Jefferson, Mandela, Gandhi y otros racistas del montón
La historia no es un museo de santos. ¿Quién era Kennedy sino un Ábalos guapo? El socialista español trataba mejor a sus churris que el presidente a Marilyn Monroe.
«Hicimos escala en Jartum, donde abordamos un vuelo de las líneas aéreas etíopes hacia Addis. Allí experimenté una extraña sensación. Al subir al avión vi que el piloto negro. Jamás había visto antes un piloto negro, y cuando lo hice tuve que sofocar el pánico. ¿Cómo iba a pilotar un avión un hombre negro?»
¿Qué le parece, estimado y para nada racista lector, cancelamos al autor de este párrafo infame en el que alguien muestra su desprecio hacia los negros? El único problema que se me ocurre es que el autor de la frase era también él de raza negra. Bueno, tampoco es esa excusa porque del mismo modo que hay mujeres machistas y misóginas, también puede haber negros racistas como el esclavo interpretado por Samuel L. Jackson en Django desencadenado de Tarantino. Pero es que nuestro negro racista de la cita es Nelson Mandela, paradigma de la lucha antirracista y en contra del apartheid. Lo contó él mismo en su autobiografía El largo camino hacia la libertad, quien tenía paradas en el racismo, arrepintiéndose, eso sí, en ese mismo momento de esa desconfianza hacia las capacidades cognitivas de los de piel oscura.
También es verdad que Mandela no exigió que derribaran ninguna estatua en su honor ni que le borraran los libros. En lugar de eso, pidió comprensión histórica y, sobre todo, pidió que aprendiéramos de sus errores en vez de fingir que nunca existieron. Eso es grandeza. Lo otro, lo que hoy se estila, es puro infantilismo moral.

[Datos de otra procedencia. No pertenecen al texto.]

//! Dashboard HTTP handlers and view rendering.
//!
//! This module contains:
//! - The route handler for the dashboard page
//! - HTML view functions for the overview, chart, goals and advice sections
//! - State and query types used by the handler

use std::sync::{Arc, Mutex};

use axum::{
    Extension,
    extract::{FromRef, Query, State},
    response::{IntoResponse, Response},
};
use maud::{Markup, html};
use rusqlite::Connection;
use serde::Deserialize;

use crate::{
    AppState, Error,
    advice::RiskTolerance,
    auth::{LOGO_UNAVAILABLE_NOTICE, Session},
    budget_goal::get_budget_goals,
    dashboard::{
        aggregation::{Summary, goal_progress, summarize},
        cards::{goal_progress_view, overview_cards_view},
        charts::{DashboardChart, charts_script, charts_view, spending_pie_chart},
        tables::recent_transactions_table,
    },
    endpoints,
    html::{
        BUTTON_PRIMARY_STYLE, BUTTON_SECONDARY_STYLE, FORM_RADIO_GROUP_STYLE,
        FORM_RADIO_INPUT_STYLE, FORM_RADIO_LABEL_STYLE, HeadElement, base, link, loading_spinner,
    },
    navigation::NavBar,
    transaction::{SQLiteTransactionStore, Transaction, TransactionStore},
};

/// The state needed for displaying the dashboard page.
#[derive(Debug, Clone)]
pub struct DashboardState {
    /// The database connection for reading transactions and goals.
    pub db_connection: Arc<Mutex<Connection>>,
}

impl FromRef<AppState> for DashboardState {
    fn from_ref(state: &AppState) -> Self {
        Self {
            db_connection: state.db_connection.clone(),
        }
    }
}

/// Optional notices shown at the top of the dashboard.
#[derive(Debug, Default, Deserialize)]
pub struct DashboardQuery {
    pub notice: Option<String>,
}

/// Display a page with an overview of the user's finances.
///
/// Transactions and goals are read from the database on every request, so
/// the page always reflects the latest writes.
pub async fn get_dashboard_page(
    State(state): State<DashboardState>,
    Extension(session): Extension<Session>,
    Query(query): Query<DashboardQuery>,
) -> Result<Response, Error> {
    let transactions = SQLiteTransactionStore::new(state.db_connection.clone())
        .list(session.user_id)
        .inspect_err(|error| tracing::error!("could not list transactions: {error}"))?;

    let goals = {
        let connection = state
            .db_connection
            .lock()
            .inspect_err(|error| tracing::error!("could not acquire database lock: {error}"))
            .map_err(|_| Error::DatabaseLockError)?;

        get_budget_goals(session.user_id, &connection)
            .inspect_err(|error| tracing::error!("could not get budget goals: {error}"))?
    };

    let show_logo_notice = query.notice.as_deref() == Some(LOGO_UNAVAILABLE_NOTICE);
    let nav_bar = NavBar::new(endpoints::DASHBOARD_VIEW);

    if transactions.is_empty() {
        return Ok(dashboard_no_data_view(nav_bar, show_logo_notice).into_response());
    }

    let summary = summarize(&transactions);
    let progress = goal_progress(&goals, &summary.spending_by_category);
    let goals_view = goal_progress_view(&progress);

    Ok(dashboard_view(
        nav_bar,
        show_logo_notice,
        &summary,
        &goals_view,
        &transactions,
    )
    .into_response())
}

fn logo_notice() -> Markup {
    html! {
        div
            role="status"
            data-testid="logo-notice"
            class="w-full p-4 mb-4 text-sm text-yellow-800 rounded-lg bg-yellow-50
                dark:bg-gray-800 dark:text-yellow-300"
        {
            "Your account was created, but we could not generate a logo for you. "
            "You can try again from your "
            (link(endpoints::PROFILE_VIEW, "profile"))
            "."
        }
    }
}

/// Renders the dashboard page when the user has no transactions.
fn dashboard_no_data_view(nav_bar: NavBar, show_logo_notice: bool) -> Markup {
    let nav_bar = nav_bar.into_html();
    let new_transaction_link = link(endpoints::NEW_TRANSACTION_VIEW, "adding a transaction");

    let content = html!(
        (nav_bar)

        div class="flex flex-col items-center px-6 py-8 mx-auto text-gray-900 dark:text-white"
        {
            @if show_logo_notice {
                (logo_notice())
            }

            h2 class="text-xl font-bold"
            {
                "Nothing here yet..."
            }

            p
            {
                "Your totals and charts will show up here once you add some transactions.
                Get started by " (new_transaction_link) "."
            }
        }
    );

    base("Dashboard", &[], &content)
}

fn smart_budget_form() -> Markup {
    html! {
        form
            hx-post=(endpoints::ADVICE)
            hx-target="#advice-result"
            hx-target-error="#alert-container"
            hx-indicator="#advice-indicator"
            hx-disabled-elt="#advice-submit-button, #summary-button"
            class="space-y-4"
        {
            fieldset
            {
                legend class="mb-2 text-sm font-medium" { "Risk tolerance" }

                div class=(FORM_RADIO_GROUP_STYLE)
                {
                    @for risk in RiskTolerance::ALL {
                        @let id = format!("risk-{}", risk.as_str());
                        label for=(id) class=(FORM_RADIO_LABEL_STYLE)
                        {
                            input
                                type="radio"
                                id=(id)
                                name="risk_tolerance"
                                value=(risk.as_str())
                                required
                                checked[risk == RiskTolerance::Medium]
                                class=(FORM_RADIO_INPUT_STYLE);

                            span class="capitalize" { (risk.as_str()) }
                        }
                    }
                }
            }

            button type="submit" id="advice-submit-button" class=(BUTTON_PRIMARY_STYLE)
            {
                span id="advice-indicator" class="inline htmx-indicator" { (loading_spinner()) }
                "Get Savings Advice"
            }
        }

        button
            id="summary-button"
            hx-post=(endpoints::ADVICE_SUMMARY)
            hx-target="#advice-result"
            hx-target-error="#alert-container"
            hx-indicator="#summary-indicator"
            hx-disabled-elt="this, #advice-submit-button"
            class={ (BUTTON_SECONDARY_STYLE) " mt-4" }
        {
            span id="summary-indicator" class="inline htmx-indicator" { (loading_spinner()) }
            "Summarize My Spending"
        }
    }
}

fn advice_view() -> Markup {
    html! {
        section class="w-full" data-testid="advice"
        {
            h3 class="text-xl font-semibold mb-4" { "Smart Budgeting" }

            (smart_budget_form())

            div id="advice-result" class="mt-4" aria-live="polite" {}
        }
    }
}

/// Renders the main dashboard page with totals, the spending chart, goals,
/// recent transactions and the advice tools.
fn dashboard_view(
    nav_bar: NavBar,
    show_logo_notice: bool,
    summary: &Summary,
    goals_view: &Markup,
    transactions: &[Transaction],
) -> Markup {
    let nav_bar = nav_bar.into_html();
    let charts = if summary.spending_by_category.is_empty() {
        vec![]
    } else {
        vec![DashboardChart {
            id: "spending-chart",
            options: spending_pie_chart(&summary.spending_by_category).to_string(),
        }]
    };

    let content = html!(
        (nav_bar)

        div
            id="dashboard-content"
            class="flex flex-col items-center px-2 lg:px-6 lg:py-8 mx-auto
                max-w-screen-xl text-gray-900 dark:text-white"
        {
            @if show_logo_notice {
                (logo_notice())
            }

            (overview_cards_view(&summary.totals))

            section
                id="charts"
                class="w-full mx-auto mb-8"
            {
                div class="grid grid-cols-1 xl:grid-cols-2 gap-4"
                {
                    (charts_view(&charts))
                    (goals_view)
                }
            }

            div class="w-full grid grid-cols-1 xl:grid-cols-2 gap-8 mb-8"
            {
                (recent_transactions_table(transactions))
                (advice_view())
            }
        }
    );

    let scripts = [
        HeadElement::ScriptLink("/static/echarts.6.0.0.min.js".to_owned()),
        charts_script(&charts),
    ];

    base("Dashboard", &scripts, &content)
}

Porque si aplicamos el criterio puritano del presentismo (juzgar el pasado con los valores del presente como si los hombres de 1780 o 1940 tuvieran que haber nacido ya con el software ético de un máster de género de la Complutense), entonces hay que dinamitar medio planeta. Empecemos por Thomas Jefferson, cuya estatua han retirado esta misma semana del Ayuntamiento de Nueva York con la excusa de que fue esclavista. ¡Vaya descubrimiento! El hombre redactó la Declaración de Independencia teniendo esclavos y creyendo que los negros eran intelectualmente inferiores. El problema es que prácticamente todo el mundo culto de su época, incluidos muchos abolicionistas tempranos, creían lo mismo. Poquísimos eran como John Adams, pero incluso él era un abolicionista gradual. Y, sin embargo, Jefferson puso por escrito que «todos los hombres son creados iguales», frase que luego los esclavos negros usarían como ariete para volar la institución que él nunca se atrevió a abolir del todo. Paradoja, sí. Hipocresía, también. Pero, sobre todo, motor de la historia.
Si derribamos a Jefferson por esclavista, habrá que derribar también a Simón Bolívar (que llamaba a los pardos «raza híbrida degenerada»), a Abraham Lincoln (que en 1858 decía que la diferencia física entre blancos y negros impediría para siempre la igualdad social), a Mahatma Gandhi (que en Sudáfrica pedía no ser tratado «al mismo nivel que los kaffirs (negros)»), a Winston Churchill (que pensaba que donde estuviese un anglosajón –a ser posible criado en Eton, gordo y alcohólico–, se quitasen los demás) y, ya puestos, a Voltaire, padre de la Ilustración, que situaba a los negros entre el hombre y el mono.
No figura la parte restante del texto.